Stored data
======
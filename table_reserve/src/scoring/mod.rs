//! Table assignment scoring.
//!
//! Ranks candidate tables for a [`ReservationRequest`](crate::reservation::ReservationRequest)
//! as a weighted sum of four components, each in `[0, 100]`:
//!
//! | component        | weight | rule                                              |
//! |------------------|--------|---------------------------------------------------|
//! | capacity fit     | 40%    | 100 on exact fit, minus 25 per spare seat         |
//! | location         | 30%    | 100 on match, 50 for no preference, 0 otherwise   |
//! | occasion         | 20%    | tables tagged with features the occasion wants    |
//! | size efficiency  | 10%    | guests / capacity                                 |
//!
//! Tables that are not available, or too small for the party, are never
//! scored. The output is ordered by score descending with ties broken by
//! ascending table ID, so the same input always produces the same ranking.
//!
//! ## Example
//!
//! ```
//! use chrono::NaiveDate;
//! use table_reserve::reservation::{ReservationRequest, SeatingPreference};
//! use table_reserve::scoring;
//! use table_reserve::table::{LocationZone, Table, TimeSlot};
//!
//! let tables = vec![
//!     Table::new(1, 1, 2, LocationZone::Indoor),
//!     Table::new(2, 2, 4, LocationZone::Indoor),
//!     Table::new(3, 3, 4, LocationZone::Outdoor),
//! ];
//! let request = ReservationRequest::new(
//!     4,
//!     NaiveDate::from_ymd_opt(2030, 6, 1).unwrap(),
//!     TimeSlot::from_hm(19, 0).unwrap(),
//! )
//! .with_preference(SeatingPreference::Outdoor);
//!
//! let best = scoring::best(&tables, &request).unwrap();
//! assert_eq!(best.table.id, 3);
//! ```

pub mod models;
pub mod rules;
pub mod scorer;

pub use models::{ScoreBreakdown, ScoringWeights, TableAssignmentResult};
pub use rules::{DEFAULT_OCCASION_RULES, OccasionRule, OccasionRules};
pub use scorer::{TableScorer, best, rank};
//! Typed listener registry for synchronizer events.

use super::messages::{AvailabilityUpdate, ReservationEvent, TableStatusUpdate};
use serde::{Deserialize, Serialize};
use std::collections::BTreeMap;
use std::sync::atomic::{AtomicU64, Ordering};
use std::sync::{Arc, Mutex, PoisonError, Weak};

/// Connection state of the synchronizer
#[derive(Debug, Clone, Copy, PartialEq, Eq, Hash, Serialize, Deserialize)]
#[serde(rename_all = "lowercase")]
pub enum ConnectionStatus {
    Connecting,
    Connected,
    Disconnected,
    /// Reconnect attempts exhausted; only an explicit reconnect leaves this state
    Failed,
}

impl std::fmt::Display for ConnectionStatus {
    fn fmt(&self, f: &mut std::fmt::Formatter<'_>) -> std::fmt::Result {
        match self {
            ConnectionStatus::Connecting => write!(f, "connecting"),
            ConnectionStatus::Connected => write!(f, "connected"),
            ConnectionStatus::Disconnected => write!(f, "disconnected"),
            ConnectionStatus::Failed => write!(f, "failed"),
        }
    }
}

/// A connection state change
#[derive(Debug, Clone, PartialEq, Eq, Serialize, Deserialize)]
pub struct ConnectionEvent {
    pub status: ConnectionStatus,
    /// Consecutive failed connection attempts
    pub attempt: u32,
    pub reason: Option<String>,
}

impl ConnectionEvent {
    /// Whether the synchronizer gave up reconnecting
    pub fn is_permanent_failure(&self) -> bool {
        self.status == ConnectionStatus::Failed
    }
}

/// Everything the synchronizer publishes
#[derive(Debug, Clone, PartialEq, Eq)]
pub enum SyncEvent {
    Availability(AvailabilityUpdate),
    TableStatus(TableStatusUpdate),
    Reservation(ReservationEvent),
    Connection(ConnectionEvent),
}

type Callback<T> = Arc<dyn Fn(&T) + Send + Sync>;

struct Registry<T> {
    listeners: Mutex<BTreeMap<u64, Callback<T>>>,
}

impl<T> Default for Registry<T> {
    fn default() -> Self {
        Self {
            listeners: Mutex::new(BTreeMap::new()),
        }
    }
}

impl<T> Registry<T> {
    fn add(&self, id: u64, callback: Callback<T>) {
        self.listeners
            .lock()
            .unwrap_or_else(PoisonError::into_inner)
            .insert(id, callback);
    }

    fn remove(&self, id: u64) -> bool {
        self.listeners
            .lock()
            .unwrap_or_else(PoisonError::into_inner)
            .remove(&id)
            .is_some()
    }

    /// Call listeners in registration order. The lock is released first so a
    /// listener may unsubscribe itself.
    fn emit(&self, value: &T) {
        let snapshot: Vec<Callback<T>> = self
            .listeners
            .lock()
            .unwrap_or_else(PoisonError::into_inner)
            .values()
            .cloned()
            .collect();

        for callback in snapshot {
            callback(value);
        }
    }

    fn len(&self) -> usize {
        self.listeners
            .lock()
            .unwrap_or_else(PoisonError::into_inner)
            .len()
    }
}

#[derive(Debug, Clone, Copy, PartialEq, Eq)]
enum ListenerKind {
    Availability,
    TableStatus,
    Reservation,
    Connection,
}

/// Listener registry shared by the synchronizer actor and its handles
#[derive(Default)]
pub struct EventHub {
    next_id: AtomicU64,
    availability: Registry<AvailabilityUpdate>,
    table_status: Registry<TableStatusUpdate>,
    reservation: Registry<ReservationEvent>,
    connection: Registry<ConnectionEvent>,
}

impl std::fmt::Debug for EventHub {
    fn fmt(&self, f: &mut std::fmt::Formatter<'_>) -> std::fmt::Result {
        f.debug_struct("EventHub")
            .field("listeners", &self.listener_count())
            .finish()
    }
}

impl EventHub {
    pub fn new() -> Arc<Self> {
        Arc::new(Self::default())
    }

    pub fn on_availability_update<F>(self: &Arc<Self>, callback: F) -> ListenerHandle
    where
        F: Fn(&AvailabilityUpdate) + Send + Sync + 'static,
    {
        let id = self.next_id.fetch_add(1, Ordering::Relaxed);
        self.availability.add(id, Arc::new(callback));
        self.handle(id, ListenerKind::Availability)
    }

    pub fn on_table_status_update<F>(self: &Arc<Self>, callback: F) -> ListenerHandle
    where
        F: Fn(&TableStatusUpdate) + Send + Sync + 'static,
    {
        let id = self.next_id.fetch_add(1, Ordering::Relaxed);
        self.table_status.add(id, Arc::new(callback));
        self.handle(id, ListenerKind::TableStatus)
    }

    pub fn on_reservation_event<F>(self: &Arc<Self>, callback: F) -> ListenerHandle
    where
        F: Fn(&ReservationEvent) + Send + Sync + 'static,
    {
        let id = self.next_id.fetch_add(1, Ordering::Relaxed);
        self.reservation.add(id, Arc::new(callback));
        self.handle(id, ListenerKind::Reservation)
    }

    pub fn on_connection_change<F>(self: &Arc<Self>, callback: F) -> ListenerHandle
    where
        F: Fn(&ConnectionEvent) + Send + Sync + 'static,
    {
        let id = self.next_id.fetch_add(1, Ordering::Relaxed);
        self.connection.add(id, Arc::new(callback));
        self.handle(id, ListenerKind::Connection)
    }

    pub fn emit_availability(&self, update: &AvailabilityUpdate) {
        self.availability.emit(update);
    }

    pub fn emit_table_status(&self, update: &TableStatusUpdate) {
        self.table_status.emit(update);
    }

    pub fn emit_reservation(&self, event: &ReservationEvent) {
        self.reservation.emit(event);
    }

    pub fn emit_connection(&self, event: &ConnectionEvent) {
        self.connection.emit(event);
    }

    /// Total registered listeners across all event types
    pub fn listener_count(&self) -> usize {
        self.availability.len()
            + self.table_status.len()
            + self.reservation.len()
            + self.connection.len()
    }

    fn handle(self: &Arc<Self>, id: u64, kind: ListenerKind) -> ListenerHandle {
        ListenerHandle {
            id,
            kind,
            hub: Arc::downgrade(self),
        }
    }

    fn remove(&self, id: u64, kind: ListenerKind) -> bool {
        match kind {
            ListenerKind::Availability => self.availability.remove(id),
            ListenerKind::TableStatus => self.table_status.remove(id),
            ListenerKind::Reservation => self.reservation.remove(id),
            ListenerKind::Connection => self.connection.remove(id),
        }
    }
}

/// Returned by every `on_*` registration. Dropping it keeps the listener;
/// call [`unsubscribe`](Self::unsubscribe) to remove it.
#[derive(Debug, Clone)]
pub struct ListenerHandle {
    id: u64,
    kind: ListenerKind,
    hub: Weak<EventHub>,
}

impl ListenerHandle {
    /// Remove the listener. Returns false if it was already removed or the
    /// synchronizer is gone.
    pub fn unsubscribe(&self) -> bool {
        self.hub
            .upgrade()
            .is_some_and(|hub| hub.remove(self.id, self.kind))
    }
}
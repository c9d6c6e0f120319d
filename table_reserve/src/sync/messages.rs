//! Availability protocol messages.
//!
//! Every frame is a JSON envelope `{"type": "...", "data": {...}}`.

use crate::table::{TableId, TableStatus, TimeSlot};
use chrono::{DateTime, NaiveDate, Utc};
use serde::{Deserialize, Serialize};

/// Status of one table for one date and slot
#[derive(Debug, Clone, PartialEq, Eq, Serialize, Deserialize)]
#[serde(rename_all = "camelCase")]
pub struct AvailabilityUpdate {
    pub date: NaiveDate,
    pub time_slot: TimeSlot,
    pub table_id: TableId,
    pub status: TableStatus,
    pub timestamp: DateTime<Utc>,
}

/// Live status of a table, independent of slots
#[derive(Debug, Clone, PartialEq, Eq, Serialize, Deserialize)]
#[serde(rename_all = "camelCase")]
pub struct TableStatusUpdate {
    pub table_id: TableId,
    pub status: TableStatus,
    #[serde(default)]
    pub current_reservation: Option<String>,
    pub timestamp: DateTime<Utc>,
}

/// Reservation lifecycle event kinds
#[derive(Debug, Clone, Copy, PartialEq, Eq, Hash, Serialize, Deserialize)]
#[serde(rename_all = "camelCase")]
pub enum ReservationEventType {
    Created,
    Cancelled,
    Modified,
    TableAssigned,
    TableFreed,
}

impl ReservationEventType {
    /// Whether the event may leave a table free for someone else
    pub fn frees_table(&self) -> bool {
        matches!(
            self,
            ReservationEventType::Cancelled | ReservationEventType::TableFreed
        )
    }
}

/// Something happened to a reservation
#[derive(Debug, Clone, PartialEq, Eq, Serialize, Deserialize)]
#[serde(rename_all = "camelCase")]
pub struct ReservationEvent {
    pub event_type: ReservationEventType,
    #[serde(default)]
    pub table_id: Option<TableId>,
    #[serde(default)]
    pub guest_count: Option<u32>,
    pub reservation_id: String,
    /// Date and slot of the reservation, when the sender knows them
    #[serde(default)]
    pub date: Option<NaiveDate>,
    #[serde(default)]
    pub time_slot: Option<TimeSlot>,
    pub timestamp: DateTime<Utc>,
}

/// Acknowledgement of a subscription request
#[derive(Debug, Clone, PartialEq, Eq, Serialize, Deserialize)]
#[serde(rename_all = "camelCase")]
pub struct SubscriptionConfirmed {
    #[serde(default)]
    pub date: Option<NaiveDate>,
    #[serde(default)]
    pub table_id: Option<TableId>,
}

/// Full state for a date, optionally narrowed to one slot
#[derive(Debug, Clone, PartialEq, Eq, Serialize, Deserialize)]
#[serde(rename_all = "camelCase")]
pub struct AvailabilitySnapshot {
    pub date: NaiveDate,
    #[serde(default)]
    pub time_slot: Option<TimeSlot>,
    #[serde(default)]
    pub slots: Vec<AvailabilityUpdate>,
    #[serde(default)]
    pub tables: Vec<TableStatusUpdate>,
    pub timestamp: DateTime<Utc>,
}

/// Client to server
#[derive(Debug, Clone, PartialEq, Eq, Serialize, Deserialize)]
#[serde(tag = "type", content = "data", rename_all = "camelCase")]
pub enum ClientMessage {
    Subscribe {
        date: NaiveDate,
    },
    Unsubscribe {
        date: NaiveDate,
    },
    #[serde(rename_all = "camelCase")]
    SubscribeTable {
        table_id: TableId,
    },
    #[serde(rename_all = "camelCase")]
    UnsubscribeTable {
        table_id: TableId,
    },
    #[serde(rename_all = "camelCase")]
    RequestSnapshot {
        date: NaiveDate,
        #[serde(default, skip_serializing_if = "Option::is_none")]
        time_slot: Option<TimeSlot>,
    },
}

/// Server to client
#[derive(Debug, Clone, PartialEq, Eq, Serialize, Deserialize)]
#[serde(tag = "type", content = "data", rename_all = "camelCase")]
pub enum ServerMessage {
    AvailabilityUpdate(AvailabilityUpdate),
    TableStatusUpdate(TableStatusUpdate),
    ReservationEvent(ReservationEvent),
    SubscriptionConfirmed(SubscriptionConfirmed),
    AvailabilitySnapshot(AvailabilitySnapshot),
    Error { message: String },
}

impl ClientMessage {
    pub fn to_json(&self) -> Result<String, serde_json::Error> {
        serde_json::to_string(self)
    }
}

impl ServerMessage {
    pub fn to_json(&self) -> Result<String, serde_json::Error> {
        serde_json::to_string(self)
    }
}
======
• _Required work_
Copy out each line of the records above that includes "enum".

• _Solution for this problem_
pub enum ConnectionStatus {
pub enum SyncEvent {
enum ListenerKind {
pub enum ReservationEventType {
pub enum ClientMessage {
pub enum ServerMessage {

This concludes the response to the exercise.